In the second day of the exploit that’s stolen at least $6 million in various in tokens from users of the Slope and Slope-tied Phantom wallets, the Twitter account tied to the blockchain’s marketers is blaming the software of the wallets, and not its own code, for the attack.
“This does not appear to be a bug with Solana core code, but in software used by several software wallets popular among users of the network,” the network said in a Wednesday morning tweet.
Among the affected wallet services are Phantom and Slope. More than $6 million has so far been drained from unsuspecting hot wallets, which are wallets whose keys are stored online as opposed to in cold storage on a hardware device.
A press contact for the Slope wallet did not return a request for comment by press time. In a statement, Slope developers said "a cohort" of wallets were compromised but they did not confirm whether their private key storage practices may have been involved.
Phantom Wallet developers, for their part, said they have "reason to believe the reported exploits are due to complications related to importing accounts to and from Slope."

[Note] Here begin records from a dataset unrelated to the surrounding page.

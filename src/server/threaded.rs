//! Thread-pool architecture: one reactor thread, N worker threads.
//!
//! The reactor thread only accepts, registers sockets one-shot, and queues
//! ready sessions. Workers run one session step, then re-arm (or close) the
//! one descriptor they handled. One-shot arming guarantees a session is never
//! in two workers at once, and that request N+1 is not read before response
//! N is flushed.

use std::collections::HashMap;
use std::net::TcpListener;
use std::os::fd::{AsRawFd, RawFd};
use std::sync::{Arc, Mutex};

use anyhow::{Context, Result};

use crate::pool::{Job, ThreadPool};
use crate::reactor::{Events, Interest, Mode, Reactor};
use crate::server::listener::{accept_pending, reject_busy};
use crate::server::session::{Readiness, Session, Step};
use crate::sync::lock;

const LISTENER: u64 = u64::MAX;

/// State shared by the reactor thread and the workers.
struct Shared<S> {
    reactor: Reactor,
    sessions: Mutex<HashMap<RawFd, Arc<Mutex<S>>>>,
}

impl<S: Session> Shared<S> {
    /// Applies a session's next step to its registration.
    fn apply(&self, session: &mut S, step: Step) {
        let fd = session.fd();
        let Some(interest) = step.interest() else {
            self.close(session);
            return;
        };
        if let Err(e) = self.reactor.rearm(fd, fd as u64, interest) {
            tracing::error!(fd, error = %e, "Failed to re-arm connection");
            self.close(session);
        }
    }

    fn close(&self, session: &mut S) {
        let fd = session.fd();
        // Unmap the table entry before the descriptor number can be reused.
        lock(&self.sessions).remove(&fd);
        if let Some(stream) = session.close() {
            tracing::debug!(peer = %session.peer(), fd, "Connection closed");
            if let Err(e) = self.reactor.deregister(stream) {
                tracing::debug!(fd, error = %e, "Deregister failed");
            }
        }
    }
}

/// A ready session travelling through the job queue.
pub struct Dispatch<S: Session> {
    session: Arc<Mutex<S>>,
    ready: Readiness,
    shared: Arc<Shared<S>>,
}

impl<S: Session> Job for Dispatch<S> {
    fn process(self) {
        let mut session = lock(&self.session);
        let step = session.on_ready(self.ready);
        self.shared.apply(&mut session, step);
    }
}

/// Serves `listener` forever.
///
/// Only returns on a fatal error: pool construction, reactor setup, or a
/// failing `epoll_wait`.
pub fn run<S: Session>(
    listener: TcpListener,
    ctx: Arc<S::Context>,
    threads: usize,
    max_requests: usize,
    max_connections: usize,
) -> Result<()> {
    let pool: ThreadPool<Dispatch<S>> =
        ThreadPool::new(threads, max_requests).context("Failed to build thread pool")?;
    let shared = Arc::new(Shared {
        reactor: Reactor::new().context("Failed to create epoll instance")?,
        sessions: Mutex::new(HashMap::new()),
    });

    listener.set_nonblocking(true)?;
    shared
        .reactor
        .register(listener.as_raw_fd(), LISTENER, Interest::READABLE, Mode::Edge)
        .context("Failed to register listener")?;

    let mut events = Events::default();
    loop {
        shared
            .reactor
            .wait(&mut events, None)
            .context("epoll_wait failed")?;

        for event in events.iter() {
            if event.token() == LISTENER {
                accept_pending(&listener, |stream, peer| {
                    if lock(&shared.sessions).len() >= max_connections {
                        reject_busy(stream, peer);
                        return;
                    }
                    let session = match S::open(stream, peer, Arc::clone(&ctx)) {
                        Ok(session) => session,
                        Err(e) => {
                            tracing::warn!(peer = %peer, error = %e, "Failed to set up connection");
                            return;
                        }
                    };
                    let fd = session.fd();
                    let session = Arc::new(Mutex::new(session));
                    lock(&shared.sessions).insert(fd, Arc::clone(&session));
                    if let Err(e) =
                        shared
                            .reactor
                            .register(fd, fd as u64, Interest::READABLE, Mode::OneShot)
                    {
                        tracing::error!(peer = %peer, error = %e, "Failed to register connection");
                        shared.close(&mut lock(&session));
                        return;
                    }
                    tracing::info!("Accepted connection from {}", peer);
                });
                continue;
            }

            let fd = event.token() as RawFd;
            let Some(session) = lock(&shared.sessions).get(&fd).cloned() else {
                continue;
            };

            if event.is_hangup() {
                shared.close(&mut lock(&session));
                continue;
            }

            let ready = if event.is_readable() {
                Readiness::Readable
            } else if event.is_writable() {
                Readiness::Writable
            } else {
                continue;
            };

            let job = Dispatch {
                session,
                ready,
                shared: Arc::clone(&shared),
            };
            if let Err(job) = pool.append(job) {
                // Leave it armed so the same readiness comes back next cycle.
                tracing::warn!(fd, queued = pool.queued(), "Job queue full, deferring connection");
                let interest = match job.ready {
                    Readiness::Readable => Interest::READABLE,
                    Readiness::Writable => Interest::WRITABLE,
                };
                if let Err(e) = shared.reactor.rearm(fd, fd as u64, interest) {
                    tracing::error!(fd, error = %e, "Failed to re-arm deferred connection");
                    shared.close(&mut lock(&job.session));
                }
            }
        }
    }
}
//! Worker-thread pool.
//!
//! A fixed set of detached threads consuming a bounded [`JobQueue`]. The
//! pool is built once at startup; failing to build it is fatal. There is no
//! shutdown path: the threads live as long as the process.

pub mod queue;

use std::sync::Arc;
use std::thread;

use anyhow::{Context, Result, bail};

pub use queue::JobQueue;

/// A unit of work a pool thread can run.
pub trait Job: Send + 'static {
    fn process(self);
}

pub struct ThreadPool<T> {
    queue: Arc<JobQueue<T>>,
    threads: usize,
}

impl<T: Job> ThreadPool<T> {
    /// Spawns `threads` workers over a queue holding at most `max_requests`
    /// jobs.
    pub fn new(threads: usize, max_requests: usize) -> Result<Self> {
        if threads == 0 {
            bail!("thread pool needs at least one thread");
        }
        if max_requests == 0 {
            bail!("thread pool queue needs room for at least one request");
        }

        let queue = Arc::new(JobQueue::new(max_requests));
        for id in 0..threads {
            let queue = Arc::clone(&queue);
            // The handle is dropped right away: workers are detached.
            thread::Builder::new()
                .name(format!("worker-{id}"))
                .spawn(move || run_worker(id, &queue))
                .with_context(|| format!("Failed to spawn worker thread {id}"))?;
        }
        tracing::info!(threads, max_requests, "Thread pool started");

        Ok(Self { queue, threads })
    }

    /// Queues a job for the workers.
    ///
    /// Never blocks. When the queue is full the job is handed back so the
    /// caller can retry it later.
    pub fn append(&self, job: T) -> Result<(), T> {
        self.queue.push(job)
    }

    pub fn threads(&self) -> usize {
        self.threads
    }

    pub fn queued(&self) -> usize {
        self.queue.len()
    }
}

fn run_worker<T: Job>(id: usize, queue: &JobQueue<T>) {
    tracing::debug!(worker = id, "Worker thread running");
    loop {
        queue.pop().process();
    }
}
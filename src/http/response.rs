use memmap2::Mmap;

/// HTTP status codes the server answers with.
///
/// - `Ok` (200): File served
/// - `BadRequest` (400): Malformed or unsupported request
/// - `Forbidden` (403): Directory or non world-readable file
/// - `NotFound` (404): Nothing at that path
/// - `InternalServerError` (500): The file could not be opened or mapped
#[derive(Debug, Clone, Copy, PartialEq, Eq)]
pub enum StatusCode {
    /// 200 OK
    Ok,
    /// 400 Bad Request
    BadRequest,
    /// 403 Forbidden
    Forbidden,
    /// 404 Not Found
    NotFound,
    /// 500 Internal Server Error
    InternalServerError,
}

impl StatusCode {
    /// Returns the numeric HTTP status code.
    ///
    /// # Example
    ///
    /// ```
    /// # use sentinel_httpd::http::response::StatusCode;
    /// assert_eq!(StatusCode::Ok.as_u16(), 200);
    /// assert_eq!(StatusCode::NotFound.as_u16(), 404);
    /// ```
    pub fn as_u16(&self) -> u16 {
        match self {
            StatusCode::Ok => 200,
            StatusCode::BadRequest => 400,
            StatusCode::Forbidden => 403,
            StatusCode::NotFound => 404,
            StatusCode::InternalServerError => 500,
        }
    }

    /// Returns the reason phrase for this status code.
    pub fn reason_phrase(&self) -> &'static str {
        match self {
            StatusCode::Ok => "OK",
            StatusCode::BadRequest => "Bad Request",
            StatusCode::Forbidden => "Forbidden",
            StatusCode::NotFound => "Not Found",
            StatusCode::InternalServerError => "Internal Error",
        }
    }

    /// The fixed body sent with an error status.
    pub fn canned_body(&self) -> &'static str {
        match self {
            StatusCode::Ok => EMPTY_PAGE,
            StatusCode::BadRequest => {
                "Your request has bad syntax or is inherently impossible to satisfy.\n"
            }
            StatusCode::Forbidden => "You do not have permission to get file from this server.\n",
            StatusCode::NotFound => "The requested file was not found on this server.\n",
            StatusCode::InternalServerError => {
                "There was an unusual problem serving the requested file.\n"
            }
        }
    }

    pub fn is_success(&self) -> bool {
        matches!(self, StatusCode::Ok)
    }
}

/// Body served for a zero-length file.
pub const EMPTY_PAGE: &str = "<html><body></body></html>";

/// Where the response body comes from.
#[derive(Debug)]
pub enum Body {
    /// A static string written right after the headers.
    Canned(&'static str),
    /// A memory-mapped file, written straight from the mapping. Dropping the
    /// body unmaps the file.
    Mapped(Mmap),
}

impl Body {
    pub fn len(&self) -> usize {
        match self {
            Body::Canned(s) => s.len(),
            Body::Mapped(map) => map.len(),
        }
    }

    pub fn is_empty(&self) -> bool {
        self.len() == 0
    }

    pub fn as_bytes(&self) -> &[u8] {
        match self {
            Body::Canned(s) => s.as_bytes(),
            Body::Mapped(map) => &map[..],
        }
    }
}

/// A response ready to be serialized.
#[derive(Debug)]
pub struct Response {
    pub status: StatusCode,
    pub content_type: Option<&'static str>,
    pub keep_alive: bool,
    pub body: Body,
}

impl Response {
    /// 200 with a mapped file.
    pub fn file(map: Mmap, content_type: &'static str, keep_alive: bool) -> Self {
        Self {
            status: StatusCode::Ok,
            content_type: Some(content_type),
            keep_alive,
            body: Body::Mapped(map),
        }
    }

    /// 200 for a zero-length file: nothing to map, so a fixed empty page.
    pub fn empty_page(keep_alive: bool) -> Self {
        Self {
            status: StatusCode::Ok,
            content_type: Some("text/html"),
            keep_alive,
            body: Body::Canned(EMPTY_PAGE),
        }
    }

    /// An error status with its canned body. Error responses always close
    /// the connection.
    pub fn error(status: StatusCode) -> Self {
        Self {
            status,
            content_type: None,
            keep_alive: false,
            body: Body::Canned(status.canned_body()),
        }
    }

    pub fn content_length(&self) -> usize {
        self.body.len()
    }
}
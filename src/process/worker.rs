//! Worker process bookkeeping on the coordinator side.
//!
//! This module tracks the pre-forked workers, their liveness, and selects
//! the next worker for an incoming connection.

use std::io::{self, Read, Write};
use std::os::unix::net::UnixStream;

use libc::pid_t;

/// The only message on a control channel: "accept a connection".
pub const NEW_CONNECTION: u32 = 1;

/// Size of one notice on the wire.
pub const NOTICE_LEN: usize = std::mem::size_of::<u32>();

/// Liveness of a worker process.
#[derive(Debug, Clone, Copy, PartialEq, Eq)]
pub enum WorkerState {
    /// Running under this pid.
    Live(pid_t),
    /// Exited and reaped.
    Dead,
}

/// The coordinator's view of one worker.
#[derive(Debug)]
pub struct WorkerDescriptor {
    /// Position in the pool
    pub index: usize,

    /// Current liveness; `Dead` exactly when the pid has been reaped
    pub state: WorkerState,

    /// Coordinator end of the control channel, closed once dead
    channel: Option<UnixStream>,
}

impl WorkerDescriptor {
    pub fn new(index: usize, pid: pid_t, channel: UnixStream) -> Self {
        Self {
            index,
            state: WorkerState::Live(pid),
            channel: Some(channel),
        }
    }

    pub fn pid(&self) -> Option<pid_t> {
        match self.state {
            WorkerState::Live(pid) => Some(pid),
            WorkerState::Dead => None,
        }
    }

    pub fn is_live(&self) -> bool {
        matches!(self.state, WorkerState::Live(_))
    }

    /// Marks the worker reaped and closes its channel.
    pub fn mark_dead(&mut self) {
        self.state = WorkerState::Dead;
        self.channel = None;
    }

    /// Sends one "new connection" notice.
    pub fn notify(&mut self) -> io::Result<()> {
        match self.channel.as_mut() {
            Some(channel) => channel.write_all(&NEW_CONNECTION.to_ne_bytes()),
            None => Err(io::Error::new(io::ErrorKind::NotConnected, "worker is dead")),
        }
    }
}

/// Fixed-size set of workers with a round-robin cursor.
#[derive(Debug)]
pub struct WorkerSet {
    workers: Vec<WorkerDescriptor>,
    cursor: usize,
}

impl WorkerSet {
    pub fn new(workers: Vec<WorkerDescriptor>) -> Self {
        Self { workers, cursor: 0 }
    }

    pub fn len(&self) -> usize {
        self.workers.len()
    }

    pub fn is_empty(&self) -> bool {
        self.workers.is_empty()
    }

    pub fn iter(&self) -> impl Iterator<Item = &WorkerDescriptor> {
        self.workers.iter()
    }

    pub fn live_count(&self) -> usize {
        self.workers.iter().filter(|w| w.is_live()).count()
    }

    pub fn all_dead(&self) -> bool {
        self.live_count() == 0
    }

    pub fn live_pids(&self) -> Vec<pid_t> {
        self.workers.iter().filter_map(WorkerDescriptor::pid).collect()
    }

    /// Selects the next live worker, starting at the cursor, and moves the
    /// cursor just past it.
    ///
    /// Returns `None` if every worker is dead.
    pub fn next_live(&mut self) -> Option<&mut WorkerDescriptor> {
        let len = self.workers.len();
        let index = (0..len)
            .map(|offset| (self.cursor + offset) % len)
            .find(|&i| self.workers[i].is_live())?;
        self.cursor = (index + 1) % len;
        Some(&mut self.workers[index])
    }

    /// Marks the worker with `pid` dead. Returns its index if it was ours.
    pub fn mark_reaped(&mut self, pid: pid_t) -> Option<usize> {
        let worker = self.workers.iter_mut().find(|w| w.pid() == Some(pid))?;
        worker.mark_dead();
        Some(worker.index)
    }
}

/// What a worker found on its control channel.
#[derive(Debug, Clone, Copy, Default, PartialEq, Eq)]
pub struct Notices {
    /// Complete notices received.
    pub count: usize,
    /// The coordinator closed its end.
    pub closed: bool,
}

/// Drains a non-blocking control channel.
pub fn read_notices(channel: &mut UnixStream) -> io::Result<Notices> {
    let mut notices = Notices::default();
    let mut buf = [0u8; 16 * NOTICE_LEN];
    loop {
        match channel.read(&mut buf) {
            Ok(0) => {
                notices.closed = true;
                return Ok(notices);
            }
            Ok(n) => notices.count += n / NOTICE_LEN,
            Err(e) if e.kind() == io::ErrorKind::WouldBlock => return Ok(notices),
            Err(e) if e.kind() == io::ErrorKind::Interrupted => continue,
            Err(e) => return Err(e),
        }
    }
}
use sentinel_httpd::config::Config;
use sentinel_httpd::server;

fn main() -> anyhow::Result<()> {
    tracing_subscriber::fmt()
        .with_target(false)
        .with_level(true)
        .init();

    let cfg = Config::load()?;

    server::run(&cfg)
}
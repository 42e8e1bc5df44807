//! Pre-fork process pool.
//!
//! One coordinator owns the listening socket's readiness and hands each
//! incoming connection to a worker process by writing a notice on that
//! worker's control channel. Workers accept and serve on private reactors.
//! Signals reach both sides through a [`signal::SignalPipe`].

pub mod coordinator;
pub mod pool;
pub mod signal;
pub mod worker;

pub use coordinator::Coordinator;
pub use pool::{MAX_WORKERS, ProcessPool, Role};
pub use worker::{WorkerDescriptor, WorkerSet, WorkerState};

use libc::{c_int, pid_t};

/// Collects every exited child without blocking.
pub fn reap_exited() -> Vec<pid_t> {
    let mut reaped = Vec::new();
    loop {
        let mut status: c_int = 0;
        // SAFETY: status points to a valid c_int.
        let pid = unsafe { libc::waitpid(-1, &mut status, libc::WNOHANG) };
        if pid <= 0 {
            return reaped;
        }
        reaped.push(pid);
    }
}
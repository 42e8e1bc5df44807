//! Synchronization primitives shared by the worker pools.
//!
//! The standard library already provides the mutex and condition variable;
//! what it lacks is a counting semaphore, which the job queue uses to signal
//! "at least one item is queued" to its consumers.

use std::sync::{Condvar, Mutex, MutexGuard, PoisonError};

/// Locks a mutex, recovering the guard if another thread panicked while
/// holding it. The data protected by our locks stays consistent across a
/// panic (plain pushes and pops), so poisoning carries no information here.
pub fn lock<T>(mutex: &Mutex<T>) -> MutexGuard<'_, T> {
    mutex.lock().unwrap_or_else(PoisonError::into_inner)
}

/// A counting semaphore.
///
/// `post` increments the count and wakes one waiter; `wait` blocks until the
/// count is positive and then decrements it.
#[derive(Debug, Default)]
pub struct Semaphore {
    count: Mutex<usize>,
    cond: Condvar,
}

impl Semaphore {
    /// Creates a semaphore with the given initial count.
    pub fn new(initial: usize) -> Self {
        Self {
            count: Mutex::new(initial),
            cond: Condvar::new(),
        }
    }

    /// Increments the count and wakes one waiter.
    pub fn post(&self) {
        let mut count = lock(&self.count);
        *count += 1;
        self.cond.notify_one();
    }

    /// Blocks until the count is positive, then decrements it.
    pub fn wait(&self) {
        let mut count = lock(&self.count);
        while *count == 0 {
            count = self
                .cond
                .wait(count)
                .unwrap_or_else(PoisonError::into_inner);
        }
        *count -= 1;
    }
}

#[cfg(test)]
mod tests {
    use super::*;
    use std::sync::Arc;
    use std::thread;

    #[test]
    fn post_then_wait_does_not_block() {
        let sem = Semaphore::new(0);
        sem.post();
        sem.post();
        sem.wait();
        sem.wait();
    }

    #[test]
    fn initial_count_is_available() {
        let sem = Semaphore::new(1);
        sem.wait();
    }

    #[test]
    fn waiter_is_woken_by_post() {
        let sem = Arc::new(Semaphore::new(0));
        let waiter = {
            let sem = Arc::clone(&sem);
            thread::spawn(move || sem.wait())
        };
        sem.post();
        waiter.join().unwrap();
    }
}
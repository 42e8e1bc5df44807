//! The capability both worker pools need from a connection type.

use std::io;
use std::net::{SocketAddr, TcpStream};
use std::os::fd::RawFd;
use std::sync::Arc;

use crate::reactor::Interest;

/// Which readiness woke the session up.
#[derive(Debug, Clone, Copy, PartialEq, Eq)]
pub enum Readiness {
    Readable,
    Writable,
}

/// What the session wants next from the reactor.
#[derive(Debug, Clone, Copy, PartialEq, Eq)]
pub enum Step {
    /// Re-arm for readability.
    Read,
    /// Re-arm for writability.
    Write,
    /// Deregister and close.
    Close,
}

impl Step {
    pub fn interest(self) -> Option<Interest> {
        match self {
            Step::Read => Some(Interest::READABLE),
            Step::Write => Some(Interest::WRITABLE),
            Step::Close => None,
        }
    }
}

/// A connection-like unit that a pool can drive: created from an accepted
/// socket, advanced one step per readiness event.
pub trait Session: Send + Sized + 'static {
    /// Shared, read-only state every session of this type needs.
    type Context: Send + Sync + 'static;

    fn open(stream: TcpStream, peer: SocketAddr, ctx: Arc<Self::Context>) -> io::Result<Self>;

    fn fd(&self) -> RawFd;

    fn peer(&self) -> SocketAddr;

    /// Runs until the session needs another readiness event.
    fn on_ready(&mut self, ready: Readiness) -> Step;

    /// Releases per-request resources and hands back the socket so the
    /// caller can deregister it. Returns `None` if already closed.
    fn close(&mut self) -> Option<TcpStream>;
}
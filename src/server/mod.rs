//! Accept path and the two serving architectures.

pub mod listener;
pub mod session;
pub mod threaded;

use std::sync::Arc;

use anyhow::Result;

use crate::config::{Config, PoolMode};
use crate::http::connection::Connection;
use crate::http::files::StaticFiles;
use crate::process::ProcessPool;

/// Binds the configured address and serves static files until shutdown.
///
/// In process mode this returns in every forked process once its own loop
/// ends.
pub fn run(cfg: &Config) -> Result<()> {
    let files = Arc::new(StaticFiles::new(cfg.static_files.root.clone()));
    tracing::info!(root = %files.root().display(), mode = ?cfg.pool.mode, "Serving static files");

    // Bound before any fork so every process shares the socket.
    let listener = listener::bind(&cfg.server.listen_addr)?;
    match cfg.pool.mode {
        PoolMode::Threads => threaded::run::<Connection>(
            listener,
            files,
            cfg.pool.workers,
            cfg.pool.max_requests,
            cfg.server.max_connections,
        ),
        PoolMode::Processes => ProcessPool::spawn(cfg.pool.workers)?.run::<Connection>(
            listener,
            files,
            cfg.server.max_connections,
        ),
    }
}
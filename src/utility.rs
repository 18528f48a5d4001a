// Copyright 2024 FastLabs Developers
//
// Licensed under the Apache License, Version 2.0 (the "License");
// you may not use this file except in compliance with the License.
// You may obtain a copy of the License at
//
//     http://www.apache.org/licenses/LICENSE-2.0
//
// Unless required by applicable law or agreed to in writing, software
// distributed under the License is distributed on an "AS IS" BASIS,
// WITHOUT WARRANTIES OR CONDITIONS OF ANY KIND, either express or implied.
// See the License for the specific language governing permissions and
// limitations under the License.


//! Entries describing the running process, useful at the top of a log file.

use std::env;
use std::ffi::OsString;
use std::thread;

use crate::Arg;
use crate::Channel;

/// Write every description of the running process to the channel.
pub fn write_all_specs(channel: &Channel) {
    write_system_specs(channel);
    write_environment_variables(channel);
}

/// Write one entry describing the process and the machine it runs on.
pub fn write_system_specs(channel: &Channel) {
    let command_line = env::args_os()
        .map(|arg| arg.to_string_lossy().into_owned())
        .collect::<Vec<_>>()
        .join(" ");
    let working_dir = match env::current_dir() {
        Ok(dir) => dir.display().to_string(),
        Err(err) => format!("unavailable ({err})"),
    };
    let processors = match thread::available_parallelism() {
        Ok(n) => n.to_string(),
        Err(_) => "unknown".to_string(),
    };

    channel.info(
        "System Specs:\n  Command Line: {0}\n  Working Dir: {1}\n  Operating System: {2} ({3})\n  Architecture: {4}\n  64-Bit Process: {5}\n  Processor Count: {6}\n  Process Id: {7}",
        &[
            Arg::from(command_line),
            Arg::from(working_dir),
            Arg::from(env::consts::OS),
            Arg::from(env::consts::FAMILY),
            Arg::from(env::consts::ARCH),
            Arg::from(cfg!(target_pointer_width = "64")),
            Arg::from(processors),
            Arg::from(std::process::id()),
        ],
    );
}

/// Write one entry listing the environment variables of the process, sorted by name.
pub fn write_environment_variables(channel: &Channel) {
    let mut vars: Vec<(OsString, OsString)> = env::vars_os().collect();
    vars.sort();
    let listing = vars
        .iter()
        .map(|(key, value)| {
            format!("  {}: {}", key.to_string_lossy(), value.to_string_lossy())
        })
        .collect::<Vec<_>>()
        .join("\n");

    channel.info("Process Variables:\n{0}", &[Arg::from(listing)]);
}

#[cfg(test)]
mod tests {
    use std::sync::Arc;

    use super::*;
    use crate::sink::Memory;

    fn channel() -> (Channel, Arc<Memory>) {
        let memory = Arc::new(Memory::default());
        let channel = Channel::builder("System").sink(memory.clone()).build();
        (channel, memory)
    }

    #[test]
    fn test_system_specs() {
        let (channel, memory) = channel();
        write_system_specs(&channel);

        let messages = memory.messages();
        assert_eq!(messages.len(), 1);
        assert!(messages[0].starts_with("System Specs:\n  Command Line: "));
        assert!(messages[0].contains(&format!("  Process Id: {}", std::process::id())));
        assert!(messages[0].contains(env::consts::ARCH));
    }

    #[test]
    fn test_environment_variables() {
        let (channel, memory) = channel();
        write_environment_variables(&channel);

        let messages = memory.messages();
        assert_eq!(messages.len(), 1);
        assert!(messages[0].starts_with("Process Variables:"));
    }

    #[test]
    fn test_all_specs() {
        let (channel, memory) = channel();
        write_all_specs(&channel);
        assert_eq!(memory.len(), 2);
    }
}
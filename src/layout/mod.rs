// Copyright 2024 FastLabs Developers
//
// Licensed under the Apache License, Version 2.0 (the "License");
// you may not use this file except in compliance with the License.
// You may obtain a copy of the License at
//
//     http://www.apache.org/licenses/LICENSE-2.0
//
// Unless required by applicable law or agreed to in writing, software
// distributed under the License is distributed on an "AS IS" BASIS,
// WITHOUT WARRANTIES OR CONDITIONS OF ANY KIND, either express or implied.
// See the License for the specific language governing permissions and
// limitations under the License.


//! Layouts turning log entries into text.

mod text;

pub use self::text::TextLayout;
pub(crate) use self::text::INDENT_WIDTH;
pub(crate) use self::text::split_lines;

Solana Labs’ CEO Anatoly Yakovenko initially tweeted he suspected the exploit could be linked to an Apple iOS supply chain issue, but has since narrowed the source to a hack of Slope’s centralized servers, where private keys appear to have been stored as plain text.
A supply chain attack is when a bad actor inserts their own malicious code into the software of a larger system. An iOS supply chain attack, in this instance, would likely be an attacker accessing private keys through the online wallet libraries.
Other developers on Twitter increasingly say they believe that Slope stored private keys as plaintext on a centralized server, which was compromised by the attacker.
“So far seems like phantom users also used slope. So seems more likely that this is a slope specific bug,” Yakovenko said in a Wednesday tweet.
Several users and organizations have taken to Twitter to collect information from victims of the exploit, though no sort of retribution plan has been laid out. The 9,000 drained wallets make up just a small fraction of the 25 million total Solana hot wallets in existence.